Right -- but we can just reuse the get/put to pin the filter while
dumping it from proc (there IS someone working on this feature...)

> > (Actually, all our refcount_inc()s should be
> > refcount_inc_not_zero() just for robustness.)
> 
> Eeeh... wouldn't that just make the code more complicated for no good reason?

Sorry, ignore that. I got myself briefly confused -- we're fine;
refcount_inc() already does inc-from-zero checking.
Christian Brauner May 29, 2020, 7:47 a.m.
On Thu, May 28, 2020 at 04:11:00PM -0700, Kees Cook wrote:
> On Thu, May 28, 2020 at 05:14:11PM +0200, Christian Brauner wrote:
> >   * @usage: reference count to manage the object lifetime.
> >   *         get/put helpers should be used when accessing an instance
> >   *         outside of a lifetime-guarded section.  In general, this
> >   *         is only needed for handling filters shared across tasks.
> > [...]
> > + * @live: Number of tasks that use this filter directly and number
> > + *	  of dependent filters that have a non-zero @live counter.
> > + *	  Altered during fork(), exit(), and filter installation
> > [...]
> >  	refcount_set(&sfilter->usage, 1);
> > +	refcount_set(&sfilter->live, 1);
> 
> I'd like these reference counters to have more descriptive names. "usage"
> by what? "live" from what perspective? At the least, I think we need
> to be explicit in the comment, and at best we should do that and rename
> them to be a bit more clear.

Well the correct way would probably be:
"usage" -> "refs"
"live"  -> "users"

So we'd need a first patch to convert "usage" to "refs" and then
introduce "users".

> 
> A filter's "usage" is incremented for each directly-attached task
> (task::seccomp_data.filter, via fork() or thread_sync), once for the
> dependent filter (filter::prev), and once for an open user_notif file
> (file::private_data).
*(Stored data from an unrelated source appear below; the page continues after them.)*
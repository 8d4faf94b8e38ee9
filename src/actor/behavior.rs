//! Installed message handlers and the stack that orders them.

use std::fmt;
use std::sync::Arc;
use std::time::Duration;

use crate::actor::{context::ActorContext, Actor};
use crate::error::ActorResult;
use crate::tuple::Message;

/// How long a behavior waits for a message before its timeout handler runs.
///
/// `After(Duration::ZERO)` is a valid timeout that fires on the next scan;
/// it is distinct from `Infinite`.
#[derive(Debug, Clone, Copy, PartialEq, Eq, Default)]
pub enum Timeout {
    /// No timeout.
    #[default]
    Infinite,
    /// Fire after the given duration without a matching message.
    After(Duration),
}

impl Timeout {
    /// Returns true if a timeout is set.
    pub fn is_valid(&self) -> bool {
        matches!(self, Timeout::After(_))
    }

    /// The configured duration, if any.
    pub fn duration(&self) -> Option<Duration> {
        match self {
            Timeout::Infinite => None,
            Timeout::After(duration) => Some(*duration),
        }
    }
}

impl From<Duration> for Timeout {
    fn from(value: Duration) -> Self {
        Timeout::After(value)
    }
}

/// Verdict a handler returns for one message.
#[derive(Debug, Clone, Copy, PartialEq, Eq)]
pub enum Handled {
    /// The message matched and was consumed.
    Consumed,
    /// The message did not match; it stays in the mailbox for later behaviors.
    Skipped,
}

type HandlerFn<A> =
    dyn Fn(&mut A, &Message, &mut ActorContext<A>) -> ActorResult<Handled> + Send + Sync;
type TimeoutFn<A> = dyn Fn(&mut A, &mut ActorContext<A>) -> ActorResult<()> + Send + Sync;

/// A message handler plus an optional timeout.
///
/// Handlers are shared (`Arc`), so cloning a behavior is cheap and the
/// resume loop can invoke the active one while the handler itself pushes or
/// pops behaviors on the context.
pub struct Behavior<A: Actor> {
    handler: Arc<HandlerFn<A>>,
    timeout: Timeout,
    on_timeout: Option<Arc<TimeoutFn<A>>>,
}

impl<A: Actor> Behavior<A> {
    /// Creates a behavior without a timeout.
    pub fn new<F>(handler: F) -> Self
    where
        F: Fn(&mut A, &Message, &mut ActorContext<A>) -> ActorResult<Handled>
            + Send
            + Sync
            + 'static,
    {
        Self {
            handler: Arc::new(handler),
            timeout: Timeout::Infinite,
            on_timeout: None,
        }
    }

    /// Adds a timeout: `on_timeout` runs if no message matches within `after`.
    pub fn with_timeout<F>(mut self, after: Duration, on_timeout: F) -> Self
    where
        F: Fn(&mut A, &mut ActorContext<A>) -> ActorResult<()> + Send + Sync + 'static,
    {
        self.timeout = Timeout::After(after);
        self.on_timeout = Some(Arc::new(on_timeout));
        self
    }

    /// The behavior's timeout.
    pub fn timeout(&self) -> Timeout {
        self.timeout
    }

    pub(crate) fn invoke(
        &self,
        actor: &mut A,
        message: &Message,
        ctx: &mut ActorContext<A>,
    ) -> ActorResult<Handled> {
        (self.handler)(actor, message, ctx)
    }

    pub(crate) fn handle_timeout(&self, actor: &mut A, ctx: &mut ActorContext<A>) -> ActorResult<()> {
        match &self.on_timeout {
            Some(on_timeout) => on_timeout(actor, ctx),
            None => Ok(()),
        }
    }
}

impl<A: Actor> Clone for Behavior<A> {
    fn clone(&self) -> Self {
        Self {
            handler: Arc::clone(&self.handler),
            timeout: self.timeout,
            on_timeout: self.on_timeout.clone(),
        }
    }
}

impl<A: Actor> fmt::Debug for Behavior<A> {
    fn fmt(&self, f: &mut fmt::Formatter<'_>) -> fmt::Result {
        f.debug_struct("Behavior")
            .field("timeout", &self.timeout)
            .finish_non_exhaustive()
    }
}

/// Ordered behaviors; the top one is active.
pub struct BehaviorStack<A: Actor> {
    entries: Vec<Behavior<A>>,
}

impl<A: Actor> BehaviorStack<A> {
    /// Creates an empty stack.
    pub fn new() -> Self {
        Self {
            entries: Vec::new(),
        }
    }

    /// Installs `behavior` on top.
    pub fn push(&mut self, behavior: Behavior<A>) {
        self.entries.push(behavior);
    }

    /// Removes the active behavior, restoring the previous one.
    pub fn pop(&mut self) -> Option<Behavior<A>> {
        self.entries.pop()
    }

    /// The active behavior.
    pub fn top(&self) -> Option<&Behavior<A>> {
        self.entries.last()
    }

    /// Pops every behavior.
    pub fn clear(&mut self) {
        while self.entries.pop().is_some() {}
    }

    /// Number of installed behaviors.
    pub fn len(&self) -> usize {
        self.entries.len()
    }

    /// Returns true if no behavior is installed.
    pub fn is_empty(&self) -> bool {
        self.entries.is_empty()
    }
}

impl<A: Actor> Default for BehaviorStack<A> {
    fn default() -> Self {
        Self::new()
    }
}

impl<A: Actor> fmt::Debug for BehaviorStack<A> {
    fn fmt(&self, f: &mut fmt::Formatter<'_>) -> fmt::Result {
        f.debug_list().entries(self.entries.iter()).finish()
    }
}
When it reaches zero, there are (should be) no more
> active memory references back to the struct filter and it can be freed.
> 
> A filter's "live" is incremented for each directly-attached task
> (task::seccomp_data.filter, via fork() or thread_sync), and once for
> the dependent filter (filter::prev). When it reaches zero there is no
> way for new tasks to get associated with the filter, but there may still
> be user_notif file::private_data references pointing at the filter.

or - at least briefyl - ptrace or whatever, yes.

> 
> But we're tracking "validity lifetime" (live) and "memory reference
> safety" (usage).
> 
> signal_struct has "sigcnt" and "live". I find "sigcnt" to be an
> unhelpful name too. (And why isn't it refcount_t?)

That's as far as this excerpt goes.